### Task to carry out
Show all lines from the records below in which the string "Self" is present.

═══ Exercise inputs ═══

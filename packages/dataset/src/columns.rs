//! Canonical column schema and alternate-header mapping.
//!
//! The source spreadsheet has gone through several export tools, so the
//! same field shows up under different header spellings. Each recognized
//! spelling maps to one canonical [`Column`]; anything else is ignored.

/// A recognized column of the transaction table.
#[derive(Debug, Clone, Copy, PartialEq, Eq, Hash)]
pub enum Column {
    /// Locality name.
    Locality,
    /// Transaction year.
    Year,
    /// Total sales value.
    TotalSales,
    /// Total units sold.
    TotalSold,
    /// Flat weighted-average rate.
    FlatRate,
    /// Office weighted-average rate.
    OfficeRate,
    /// Shop weighted-average rate.
    ShopRate,
    /// Total carpet area supplied.
    CarpetArea,
}

impl Column {
    /// Maps a raw header cell to its canonical column.
    ///
    /// Matching is whitespace-trimmed and case-insensitive. Returns
    /// `None` for headers downstream logic does not use.
    #[must_use]
    pub fn from_header(raw: &str) -> Option<Self> {
        match raw.trim().to_lowercase().as_str() {
            "final location" | "area" | "locality" => Some(Self::Locality),
            "year" => Some(Self::Year),
            "total_sales - igr" | "total_sales" | "total sales" => Some(Self::TotalSales),
            "total sold - igr" | "total_sold" | "total sold" => Some(Self::TotalSold),
            "flat - weighted average rate" | "flat_avg_rate" | "flat_rate" => Some(Self::FlatRate),
            "office - weighted average rate" | "office_avg_rate" | "office_rate" => {
                Some(Self::OfficeRate)
            }
            "shop - weighted average rate" | "shop_avg_rate" | "shop_rate" => Some(Self::ShopRate),
            "total carpet area supplied (sqft)" | "total_carpet_area" | "carpet_area" => {
                Some(Self::CarpetArea)
            }
            _ => None,
        }
    }
}
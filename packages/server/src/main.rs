#![cfg_attr(feature = "fail-on-warnings", deny(warnings))]
#![warn(clippy::all, clippy::pedantic, clippy::nursery, clippy::cargo)]
#![allow(clippy::multiple_crate_versions, clippy::cargo_common_metadata)]

//! Binary entry point for the estate insights API server.

use std::sync::Arc;

use actix_cors::Cors;
use actix_web::{middleware, web, App, HttpServer};
use estate_insights_ai::{ChatCompletionSummarizer, Summarizer};
use estate_insights_server::config::ServerConfig;
use estate_insights_server::{api_scope, AppState};

/// Builds the CORS policy from the configured origins; permissive when
/// none are configured.
fn build_cors(origins: &[String]) -> Cors {
    if origins.is_empty() {
        return Cors::permissive();
    }
    let mut cors = Cors::default()
        .allowed_methods(vec!["GET", "POST"])
        .allow_any_header()
        .max_age(3600);
    for origin in origins {
        cors = cors.allowed_origin(origin);
    }
    cors
}

#[actix_web::main]
async fn main() -> std::io::Result<()> {
    pretty_env_logger::init_custom_env("RUST_LOG");

    let config = ServerConfig::from_env();
    if config.ai.api_key.is_none() {
        log::warn!("GROQ_API_KEY not set; AI summaries will use the local fallback text");
    }

    let summarizer: Arc<dyn Summarizer> = Arc::new(ChatCompletionSummarizer::new(
        config.ai.api_key.clone(),
        config.ai.model.clone(),
        config.ai.base_url.clone(),
    ));

    let bind = (config.bind_addr.clone(), config.port);
    log::info!(
        "Starting server on {}:{} (dataset: {})",
        bind.0,
        bind.1,
        config.dataset_path.display()
    );

    let state = web::Data::new(AppState { config, summarizer });

    HttpServer::new(move || {
        let cors = build_cors(&state.config.cors_allowed_origins);

        App::new()
            .wrap(cors)
            .wrap(middleware::Logger::default())
            .app_data(state.clone())
            .service(api_scope())
    })
    .bind(bind)?
    .run()
    .await
}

═══

### Output below
    pub fn from_header(raw: &str) -> Option<Self> {
            "final location" | "area" | "locality" => Some(Self::Locality),
            "year" => Some(Self::Year),
            "total_sales - igr" | "total_sales" | "total sales" => Some(Self::TotalSales),
            "total sold - igr" | "total_sold" | "total sold" => Some(Self::TotalSold),
            "flat - weighted average rate" | "flat_avg_rate" | "flat_rate" => Some(Self::FlatRate),
                Some(Self::OfficeRate)
            "shop - weighted average rate" | "shop_avg_rate" | "shop_rate" => Some(Self::ShopRate),
                Some(Self::CarpetArea)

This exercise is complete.